Modern medical care is based on scientific studies that evaluate drugs; however, these studies
are heavily biased toward pharmacological interventions. The studies are funded, and results
interpreted, by the pharmaceutical companies, or they are at least influenced by their funding
sponsors. Articles being published in the most prestigious medical journals are no longer
composed of careful science; for decades they have been supported or conducted by
pharmaceutical companies and as a result they are essentially drug advertisements. The
information brought to and taught to the medical profession is shaped by its commercial value to
drug companies. The fundamental purpose of most scientific research articles published today
is how to improve corporate profits. Modern medical care has mostly evolved into a
drug-distribution arm of the pharmaceutical industry, rather than being a profession primarily
centered on improving people’s health. A true health-care profession that is concerned with
maximizing patients’ well-being would be focused on removing impediments to better health.

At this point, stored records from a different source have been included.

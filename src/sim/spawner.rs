//! Spawn policy
//!
//! One call manufactures one entity off the left or right edge with a random
//! kind, launch velocity and spin. The random source is injected so runs are
//! reproducible from a seed.

use glam::Vec2;
use rand::Rng;

use super::entity::{Entity, EntityId, EntityKind, Launch, Payoff};
use super::live::LiveSet;
use crate::consts::{EDGE_OFFSET, LAUNCH_OFFSET};
use crate::tuning::{PlayArea, Span, Tuning};

/// Edge an entity is launched from
#[derive(Debug, Clone, Copy, PartialEq, Eq)]
pub enum Side {
    Left,
    Right,
}

/// Map a uniform `[0, 1)` roll to a kind
pub fn kind_for_roll(roll: f64, regular_threshold: f64, hazard_threshold: f64) -> EntityKind {
    if roll < regular_threshold {
        EntityKind::Regular
    } else if roll < hazard_threshold {
        EntityKind::Hazard
    } else {
        EntityKind::Bonus
    }
}

#[derive(Debug, Clone)]
pub struct Spawner {
    area: PlayArea,
    horizontal_speed: Span,
    launch_speed: Span,
    spin: Span,
    regular_threshold: f64,
    hazard_threshold: f64,
    regular_points: u32,
    bonus_points: u32,
    regular_variants: u8,
}

impl Spawner {
    pub fn new(tuning: &Tuning) -> Self {
        Self {
            area: tuning.area,
            horizontal_speed: tuning.horizontal_speed,
            launch_speed: tuning.launch_speed,
            spin: tuning.spin,
            regular_threshold: tuning.regular_threshold,
            hazard_threshold: tuning.hazard_threshold,
            regular_points: tuning.regular_points,
            bonus_points: tuning.bonus_points,
            regular_variants: tuning.regular_variants,
        }
    }

    /// Draw every random attribute of a new entity
    pub fn roll<R: Rng + ?Sized>(&self, rng: &mut R) -> Launch {
        let side = if rng.random_bool(0.5) {
            Side::Left
        } else {
            Side::Right
        };

        let kind = kind_for_roll(
            rng.random::<f64>(),
            self.regular_threshold,
            self.hazard_threshold,
        );
        let (variant, payoff) = match kind {
            EntityKind::Regular => (
                rng.random_range(0..self.regular_variants),
                Payoff::Points(self.regular_points),
            ),
            EntityKind::Hazard => (0, Payoff::LifeCost),
            EntityKind::Bonus => (0, Payoff::Points(self.bonus_points)),
        };

        let speed = draw(rng, self.horizontal_speed);
        let (x, vx) = match side {
            Side::Left => (-EDGE_OFFSET, speed),
            Side::Right => (self.area.width + EDGE_OFFSET, -speed),
        };
        let vy = draw(rng, self.launch_speed);
        let rotation_speed = draw(rng, self.spin);

        Launch {
            kind,
            variant,
            pos: Vec2::new(x, self.area.height - LAUNCH_OFFSET),
            vel: Vec2::new(vx, vy),
            rotation_speed,
            payoff,
        }
    }

    /// Manufacture one entity and add it to the live set.
    ///
    /// Callers gate this on the session playing.
    pub fn spawn<R: Rng + ?Sized>(&self, rng: &mut R, id: EntityId, live: &mut LiveSet) -> Entity {
        let entity = Entity::new(id, self.roll(rng));
        log::debug!(
            "spawn #{} {:?} at ({:.0}, {:.0}) vel ({:.1}, {:.1})",
            entity.id,
            entity.kind,
            entity.pos.x,
            entity.pos.y,
            entity.vel.x,
            entity.vel.y
        );
        live.insert(entity.clone());
        entity
    }
}

fn draw<R: Rng + ?Sized>(rng: &mut R, span: Span) -> f32 {
    rng.random_range(span.min..=span.max)
}
//! Selection hit-testing and dispatch resolution

use glam::Vec2;

use super::entity::{EntityId, Payoff};
use super::events::{EffectEvent, EffectKind, EffectQueue};
use super::live::LiveSet;
use super::session::SessionState;

/// Result of resolving a selected entity
#[derive(Debug, Clone, Copy, PartialEq, Eq)]
pub enum Outcome {
    Scored { points: u32, score: u64 },
    LifeLost { lives_left: u32, game_over: bool },
}

/// Topmost live entity under `point`.
///
/// Later spawns draw over earlier ones, so the search runs newest first.
pub fn pick(live: &LiveSet, point: Vec2, radius: f32) -> Option<EntityId> {
    live.iter()
        .rev()
        .find(|e| e.contains(point, radius))
        .map(|e| e.id)
}

/// Resolve a player selection.
///
/// Ignored (returns `None`, nothing mutated, nothing emitted) when the
/// session is not playing or the entity is already gone. Otherwise the
/// entity leaves the live set before any scoring happens, so a duplicate or
/// late selection for the same id always lands in the ignored case.
pub fn resolve(
    id: EntityId,
    live: &mut LiveSet,
    session: &mut SessionState,
    effects: &mut EffectQueue,
) -> Option<Outcome> {
    if !session.is_playing() {
        return None;
    }
    let entity = live.remove(id)?;

    let (outcome, kind, magnitude) = match entity.payoff {
        Payoff::Points(points) => {
            session.add_score(points);
            (
                Outcome::Scored {
                    points,
                    score: session.score(),
                },
                EffectKind::Hit,
                points,
            )
        }
        Payoff::LifeCost => {
            // Gate was checked above, so the life-loss path always applies here
            let loss = session.lose_life()?;
            (
                Outcome::LifeLost {
                    lives_left: loss.lives_left,
                    game_over: loss.game_over,
                },
                EffectKind::HazardHit,
                1,
            )
        }
    };

    log::debug!("resolve #{} {:?} -> {:?}", entity.id, entity.kind, outcome);
    effects.push(EffectEvent {
        pos: entity.pos,
        kind,
        magnitude,
        entity_id: entity.id,
        entity_kind: entity.kind,
    });
    Some(outcome)
}

#[cfg(test)]
mod tests {
    use super::*;
    use crate::sim::entity::{Entity, EntityKind, Launch};
    use crate::sim::schedule::{Job, Scheduler};
    use crate::sim::session::SessionHandles;

    fn entity(id: EntityId, kind: EntityKind, pos: Vec2) -> Entity {
        let payoff = match kind {
            EntityKind::Regular => Payoff::Points(10),
            EntityKind::Hazard => Payoff::LifeCost,
            EntityKind::Bonus => Payoff::Points(50),
        };
        Entity::new(
            id,
            Launch {
                kind,
                variant: 0,
                pos,
                vel: Vec2::ZERO,
                rotation_speed: 0.0,
                payoff,
            },
        )
    }

    fn playing_session() -> SessionState {
        let mut scheduler = Scheduler::new();
        let mut session = SessionState::new(3);
        session.start(SessionHandles {
            spawn: scheduler.schedule(Job::Spawn, 1500.0),
            frame: scheduler.schedule(Job::Frame, 16.0),
        });
        session
    }

    #[test]
    fn test_regular_hit_scores() {
        let mut live = LiveSet::new();
        let mut session = playing_session();
        let mut effects = EffectQueue::default();
        live.insert(entity(1, EntityKind::Regular, Vec2::new(200.0, 300.0)));

        let outcome = resolve(1, &mut live, &mut session, &mut effects);

        assert_eq!(outcome, Some(Outcome::Scored { points: 10, score: 10 }));
        assert_eq!(session.score(), 10);
        assert_eq!(session.lives(), 3);
        assert!(!session.is_over());
        assert!(live.is_empty());

        let events = effects.drain();
        assert_eq!(events.len(), 1);
        assert_eq!(events[0].kind, EffectKind::Hit);
        assert_eq!(events[0].magnitude, 10);
        assert_eq!(events[0].pos, Vec2::new(200.0, 300.0));
    }

    #[test]
    fn test_bonus_hit_scores_fifty() {
        let mut live = LiveSet::new();
        let mut session = playing_session();
        let mut effects = EffectQueue::default();
        live.insert(entity(1, EntityKind::Bonus, Vec2::ZERO));

        resolve(1, &mut live, &mut session, &mut effects);
        assert_eq!(session.score(), 50);
    }

    #[test]
    fn test_three_hazards_end_the_session() {
        let mut live = LiveSet::new();
        let mut session = playing_session();
        let mut effects = EffectQueue::default();
        for id in 1..=3 {
            live.insert(entity(id, EntityKind::Hazard, Vec2::ZERO));
        }

        resolve(1, &mut live, &mut session, &mut effects);
        resolve(2, &mut live, &mut session, &mut effects);
        let last = resolve(3, &mut live, &mut session, &mut effects);

        assert_eq!(
            last,
            Some(Outcome::LifeLost {
                lives_left: 0,
                game_over: true
            })
        );
        assert_eq!(session.lives(), 0);
        assert!(session.is_over());
        assert!(!session.is_playing());
        assert!(effects.drain().iter().all(|e| e.kind == EffectKind::HazardHit));
    }

    #[test]
    fn test_unknown_id_is_ignored() {
        let mut live = LiveSet::new();
        let mut session = playing_session();
        let mut effects = EffectQueue::default();
        live.insert(entity(1, EntityKind::Regular, Vec2::ZERO));

        assert!(resolve(99, &mut live, &mut session, &mut effects).is_none());
        assert_eq!(live.len(), 1);
        assert_eq!(session.score(), 0);
        assert_eq!(session.lives(), 3);
        assert!(effects.is_empty());
    }

    #[test]
    fn test_duplicate_selection_resolves_once() {
        let mut live = LiveSet::new();
        let mut session = playing_session();
        let mut effects = EffectQueue::default();
        live.insert(entity(1, EntityKind::Regular, Vec2::ZERO));

        assert!(resolve(1, &mut live, &mut session, &mut effects).is_some());
        assert!(resolve(1, &mut live, &mut session, &mut effects).is_none());
        assert_eq!(session.score(), 10);
        assert_eq!(effects.len(), 1);
    }

    #[test]
    fn test_selection_ignored_when_not_playing() {
        let mut live = LiveSet::new();
        let mut session = SessionState::new(3);
        let mut effects = EffectQueue::default();
        live.insert(entity(1, EntityKind::Regular, Vec2::ZERO));

        assert!(resolve(1, &mut live, &mut session, &mut effects).is_none());
        assert!(live.contains(1));
        assert_eq!(session.score(), 0);
        assert!(effects.is_empty());
    }

    #[test]
    fn test_pick_prefers_newest_overlap() {
        let mut live = LiveSet::new();
        live.insert(entity(1, EntityKind::Regular, Vec2::new(100.0, 100.0)));
        live.insert(entity(2, EntityKind::Hazard, Vec2::new(120.0, 100.0)));
        live.insert(entity(3, EntityKind::Bonus, Vec2::new(500.0, 500.0)));

        assert_eq!(pick(&live, Vec2::new(110.0, 100.0), 40.0), Some(2));
        assert_eq!(pick(&live, Vec2::new(70.0, 100.0), 40.0), Some(1));
        assert_eq!(pick(&live, Vec2::new(300.0, 300.0), 40.0), None);
    }
}
//! Cooperative fixed-period scheduler
//!
//! The host feeds wall-clock deltas in; due jobs come out one at a time in
//! timestamp order. Everything runs on the caller's thread, so the spawn job,
//! the frame job and selection handling never interleave.
//!
//! Timers are owned through [`ScheduleHandle`]s. Cancelling a handle removes
//! the timer immediately, including between two fires of the same
//! `advance`, so nothing runs on a cancelled schedule.

use crate::consts::{MAX_FRAME_GAP_MS, MIN_PERIOD_MS};

/// Identifies one armed timer
#[derive(Debug, Clone, Copy, PartialEq, Eq, Hash)]
pub struct ScheduleHandle(u64);

/// Work a timer triggers
#[derive(Debug, Clone, Copy, PartialEq, Eq)]
pub enum Job {
    Spawn,
    Frame,
}

/// A due timer fire
#[derive(Debug, Clone, Copy, PartialEq)]
pub struct Fire {
    pub handle: ScheduleHandle,
    pub job: Job,
    /// Scheduler time the fire was due at
    pub at_ms: f64,
}

/// End of the window being advanced through
#[derive(Debug, Clone, Copy, PartialEq)]
pub struct Horizon(f64);

#[derive(Debug, Clone)]
struct Timer {
    handle: ScheduleHandle,
    job: Job,
    period_ms: f64,
    next_due_ms: f64,
}

#[derive(Debug, Clone, Default)]
pub struct Scheduler {
    clock_ms: f64,
    next_handle: u64,
    /// Kept in arming order; ties fire in this order
    timers: Vec<Timer>,
}

impl Scheduler {
    pub fn new() -> Self {
        Self::default()
    }

    /// Current scheduler time
    pub fn now_ms(&self) -> f64 {
        self.clock_ms
    }

    /// Arm a periodic timer. First fire is one period from now.
    ///
    /// Periods shorter than `MIN_PERIOD_MS` (or NaN) are raised to it.
    pub fn schedule(&mut self, job: Job, period_ms: f64) -> ScheduleHandle {
        let period_ms = period_ms.max(MIN_PERIOD_MS);
        let handle = ScheduleHandle(self.next_handle);
        self.next_handle += 1;
        self.timers.push(Timer {
            handle,
            job,
            period_ms,
            next_due_ms: self.clock_ms + period_ms,
        });
        handle
    }

    /// Disarm a timer. `false` if it was not armed.
    pub fn cancel(&mut self, handle: ScheduleHandle) -> bool {
        let before = self.timers.len();
        self.timers.retain(|t| t.handle != handle);
        self.timers.len() != before
    }

    /// Disarm everything, returning how many timers were armed
    pub fn cancel_all(&mut self) -> usize {
        let count = self.timers.len();
        self.timers.clear();
        count
    }

    pub fn is_active(&self, handle: ScheduleHandle) -> bool {
        self.timers.iter().any(|t| t.handle == handle)
    }

    pub fn active_count(&self) -> usize {
        self.timers.len()
    }

    /// Open a window of `elapsed_ms` for [`Scheduler::pop_due`].
    ///
    /// Gaps longer than `MAX_FRAME_GAP_MS` are clamped so a stalled host
    /// does not trigger a burst of catch-up work.
    pub fn horizon(&self, elapsed_ms: f64) -> Horizon {
        let elapsed = if elapsed_ms.is_finite() {
            elapsed_ms.clamp(0.0, MAX_FRAME_GAP_MS)
        } else {
            0.0
        };
        Horizon(self.clock_ms + elapsed)
    }

    /// Next fire due inside the window, earliest first.
    ///
    /// Returns `None` once nothing else is due and moves the clock to the
    /// end of the window.
    pub fn pop_due(&mut self, horizon: Horizon) -> Option<Fire> {
        let Horizon(until) = horizon;
        let next = self
            .timers
            .iter_mut()
            .filter(|t| t.next_due_ms <= until)
            .min_by(|a, b| a.next_due_ms.total_cmp(&b.next_due_ms));

        match next {
            Some(timer) => {
                let fire = Fire {
                    handle: timer.handle,
                    job: timer.job,
                    at_ms: timer.next_due_ms,
                };
                timer.next_due_ms = next_after(timer.next_due_ms, timer.period_ms);
                self.clock_ms = fire.at_ms;
                Some(fire)
            }
            None => {
                self.clock_ms = self.clock_ms.max(until);
                None
            }
        }
    }
}

/// Due time following `due_ms`, at least one ulp later even when the
/// period is lost to rounding at large clock values
fn next_after(due_ms: f64, period_ms: f64) -> f64 {
    let next = due_ms + period_ms;
    if next > due_ms {
        next
    } else {
        // due_ms is positive and finite here, so the next bit pattern is the next float up
        f64::from_bits(due_ms.to_bits() + 1)
    }
}
//! Sky Slice entry point
//!
//! Native: runs a seeded headless session driven by the auto-player.
//! Web: exposes the simulation to the page, which owns rendering, audio and
//! input and calls back in once per animation frame.

#[cfg(target_arch = "wasm32")]
use wasm_bindgen::prelude::*;

#[cfg(target_arch = "wasm32")]
mod wasm_game {
    use glam::Vec2;
    use wasm_bindgen::prelude::*;

    use sky_slice::sim::Game;
    use sky_slice::tuning::Tuning;

    fn js_err(err: impl std::fmt::Display) -> JsValue {
        JsValue::from_str(&err.to_string())
    }

    /// Game instance owned by the page
    #[wasm_bindgen]
    pub struct WasmGame {
        game: Game,
    }

    #[wasm_bindgen]
    impl WasmGame {
        /// Play area in CSS pixels, resolved once for the game's lifetime
        #[wasm_bindgen(constructor)]
        pub fn new(width: f32, height: f32, seed: Option<f64>) -> Result<WasmGame, JsValue> {
            let seed = seed.unwrap_or_else(js_sys::Date::now) as u64;
            let game = Game::with_tuning(Tuning::with_area(width, height), seed).map_err(js_err)?;
            log::info!("Sky Slice ready ({}x{}, seed {})", width, height, seed);
            Ok(Self { game })
        }

        pub fn start(&mut self) {
            self.game.start();
        }

        pub fn stop(&mut self) {
            self.game.stop();
        }

        /// Call on unmount
        pub fn teardown(&mut self) {
            self.game.teardown();
        }

        /// Feed one animation frame's elapsed time. Returns whether still playing.
        pub fn advance(&mut self, elapsed_ms: f64) -> bool {
            self.game.advance(elapsed_ms);
            self.game.session().is_playing()
        }

        pub fn select(&mut self, id: u32) -> bool {
            self.game.select(id).is_some()
        }

        pub fn select_at(&mut self, x: f32, y: f32) -> bool {
            self.game.select_at(Vec2::new(x, y)).is_some()
        }

        pub fn snapshot_json(&self) -> Result<String, JsValue> {
            self.game.snapshot().to_json().map_err(js_err)
        }

        pub fn drain_events_json(&mut self) -> Result<String, JsValue> {
            serde_json::to_string(&self.game.drain_events()).map_err(js_err)
        }
    }
}

#[cfg(target_arch = "wasm32")]
#[wasm_bindgen(start)]
pub fn wasm_main() {
    console_error_panic_hook::set_once();
    console_log::init_with_level(log::Level::Info).expect("Failed to init logger");
    log::info!("Sky Slice (web) starting...");
}

#[cfg(target_arch = "wasm32")]
fn main() {
    // WASM entry point is wasm_main, this is just to satisfy the compiler
}

#[cfg(not(target_arch = "wasm32"))]
fn main() -> Result<(), Box<dyn std::error::Error>> {
    env_logger::init();
    log::info!("Sky Slice (native) starting...");

    let mut args = std::env::args().skip(1);
    let seed = match args.next() {
        Some(arg) => arg.parse()?,
        None => 12345,
    };
    let tuning = match args.next() {
        Some(path) => sky_slice::Tuning::from_json(&std::fs::read_to_string(path)?)?,
        None => sky_slice::Tuning::default(),
    };

    demo::run(tuning, seed)
}

#[cfg(not(target_arch = "wasm32"))]
mod demo {
    use sky_slice::consts::FRAME_PERIOD_MS;
    use sky_slice::sim::{EffectKind, Game, choose_target};
    use sky_slice::tuning::Tuning;

    /// Two minutes of display frames
    const DEMO_FRAMES: u32 = 60 * 120;
    /// Auto-player reaction time, in frames
    const REACTION_FRAMES: u32 = 9;

    pub fn run(tuning: Tuning, seed: u64) -> Result<(), Box<dyn std::error::Error>> {
        let mut game = Game::with_tuning(tuning, seed)?;
        game.start();

        let (mut hits, mut misses) = (0u32, 0u32);
        for frame in 0..DEMO_FRAMES {
            game.advance(FRAME_PERIOD_MS);
            if frame % REACTION_FRAMES == 0 {
                if let Some(id) = choose_target(game.live(), &game.tuning().area) {
                    game.select(id);
                }
            }
            for event in game.drain_events() {
                match event.kind {
                    EffectKind::Hit => hits += 1,
                    EffectKind::HazardHit | EffectKind::Miss => misses += 1,
                }
            }
            if game.session().is_over() {
                break;
            }
        }

        let snapshot = game.snapshot();
        game.teardown();
        log::info!(
            "demo finished: score {}, lives {}, {} hits, {} misses, phase {:?}",
            snapshot.score,
            snapshot.lives,
            hits,
            misses,
            snapshot.phase
        );
        println!("{}", snapshot.to_json()?);
        Ok(())
    }
}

The emphasis would be on the promotion of healthy habits, such as smoking cessation,
exercise, and dietary improvement, as well as protection against exposure to chemicals, toxins,
and other known causes of disease. Instead, prescription drugs, all of which have toxicities and
dangers, have become the primary intervention for every dietary-induced health issue. Contrary
to public perception, doctors often do not review the potential negative consequences of
medications when they prescribe them. As I have already pointed out, blood pressure–lowering
medications are the most commonly prescribed class of medications in the United States, yet
serious health risks associated with them are rarely discussed. For example, calcium-channel
blockers (CCBs), a commonly prescribed class of blood pressure medication, have been linked
to higher rates of cancer in women. 9 Longtime users of these drugs have been found to have
more than double the risk for getting breast cancer, compared with women not using the
medication. CCBs include amlodipine (Norvasc), diltiazem (Cardizem LA, Tiazac), isradipine
(Dyna-Circ CR), nicardipine (Cardene SR), nifedipine (Procardia, Procardia XL, Adalat CC),
nisoldipine (Sular), and verapamil (Calan, Verelan, Covera-HS).

The researchers found that
taking CCBs for at least ten years was associated with increased risks of both ductal and lobular
breast cancer, the most common types of breast cancer. Remember, cancer initiation and
promotion must occur many years before cancer is eventually diagnosed—usually twenty to fifty
years before diagnosis. So with only a ten-year follow-up, these data could be underestimating
the cancer-promoting potential of these drugs. It is common for pharmaceutical companies to
claim that their drugs do not cause cancer by doing follow-up studies for only two to three years,
when fifteen to twenty years would be needed to ascertain risk. Despite this major risk of
cancer, physicians have not changed their prescribing habits, nor have they been advised to do
so. The leading researcher reporting the results of this study wrote: “Despite the potential for
concern raised by this study, the findings don’t warrant any modifications of clinical practice. We
need to see confirmation of these results before we make any recommendation for women to
change what they are using.” In other words: Use drugs that are highly suspected to be unsafe
first, and keep using them until we know the extent of risk with 100 percent certainty. Doesn’t
this sound ridiculous? Given the heavy use of these drugs in the United States, with more than
17 percent of women over the age of 65 taking them, the implication of a doubling of breastcancer risk is huge—and represents tremendous suffering and death. Wouldn’t you expect, if
there were a question of safety, that doctors would err on the side of caution?

This practice is
the opposite of “First, do no harm”—the Hippocratic oath that all physicians take. But wait, it
gets much worse. These women on CCBs are often also on statin cholesterol-lowering
medications too, and those have been shown independently to double the risk of common types
of breast cancer. 10 Imagine the cancer risk if studies looked at people on a combination of
statins and CCBs. But scientific trials almost never consider or investigate the safety of drugs in
combination. In action, the Hippocratic oath has been interpreted to mean: Don’t just stand
there—prescribe medications, even if they are dangerous. This pharma-centric attitude is even
more distasteful when you consider the power and effectiveness of lifestyle medicine. Doctors
could be highly persuasive in motivating their patients to adopt nutritional excellence as their
path to superior health. But this would require them to be effectively trained and committed to
doing so—and not to see drugs as their primary option.